■ Exercise
Set down, exactly as they appear, the line containing "Dial side of an in-process relay pair" and all subsequent lines through the end of the material below.

■ Input data
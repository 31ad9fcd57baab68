//! In-process relay transport
//!
//! Pairs a connector and a listener over in-memory duplex pipes. Used by
//! tests to run a full client↔service loop without sockets.

use crate::{RelayConnector, RelayListener, RelayStream, TransportError};
use async_trait::async_trait;
use tokio::sync::{mpsc, Mutex};

const PIPE_CAPACITY: usize = 256 * 1024;

/// Dial side of an in-process relay pair
pub struct MemoryRelayConnector {
    tx: mpsc::UnboundedSender<RelayStream>,
}

/// Accept side of an in-process relay pair
pub struct MemoryRelayListener {
    rx: Mutex<mpsc::UnboundedReceiver<RelayStream>>,
    metadata: String,
}

/// Create a connected connector/listener pair with the given listener metadata
pub fn memory_relay(metadata: impl Into<String>) -> (MemoryRelayConnector, MemoryRelayListener) {
    let (tx, rx) = mpsc::unbounded_channel();
    (
        MemoryRelayConnector { tx },
        MemoryRelayListener {
            rx: Mutex::new(rx),
            metadata: metadata.into(),
        },
    )
}

#[async_trait]
impl RelayConnector for MemoryRelayConnector {
    async fn open(&self, _entity_path: &str) -> Result<RelayStream, TransportError> {
        let (near, far) = tokio::io::duplex(PIPE_CAPACITY);
        self.tx
            .send(Box::new(far))
            .map_err(|_| TransportError::ListenerClosed)?;
        Ok(Box::new(near))
    }
}

#[async_trait]
impl RelayListener for MemoryRelayListener {
    fn metadata(&self) -> &str {
        &self.metadata
    }

    async fn accept(&self) -> Result<RelayStream, TransportError> {
        self.rx
            .lock()
            .await
            .recv()
            .await
            .ok_or(TransportError::ListenerClosed)
    }
}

■ Exercise result
/// Dial side of an in-process relay pair
pub struct MemoryRelayConnector {
    tx: mpsc::UnboundedSender<RelayStream>,
}

/// Accept side of an in-process relay pair
pub struct MemoryRelayListener {
    rx: Mutex<mpsc::UnboundedReceiver<RelayStream>>,
    metadata: String,
}

/// Create a connected connector/listener pair with the given listener metadata
pub fn memory_relay(metadata: impl Into<String>) -> (MemoryRelayConnector, MemoryRelayListener) {
    let (tx, rx) = mpsc::unbounded_channel();
    (
        MemoryRelayConnector { tx },
        MemoryRelayListener {
            rx: Mutex::new(rx),
            metadata: metadata.into(),
        },
    )
}

#[async_trait]
impl RelayConnector for MemoryRelayConnector {
    async fn open(&self, _entity_path: &str) -> Result<RelayStream, TransportError> {
        let (near, far) = tokio::io::duplex(PIPE_CAPACITY);
        self.tx
            .send(Box::new(far))
            .map_err(|_| TransportError::ListenerClosed)?;
        Ok(Box::new(near))
    }
}

#[async_trait]
impl RelayListener for MemoryRelayListener {
    fn metadata(&self) -> &str {
        &self.metadata
    }

    async fn accept(&self) -> Result<RelayStream, TransportError> {
        self.rx
            .lock()
            .await
            .recv()
            .await
            .ok_or(TransportError::ListenerClosed)
    }
}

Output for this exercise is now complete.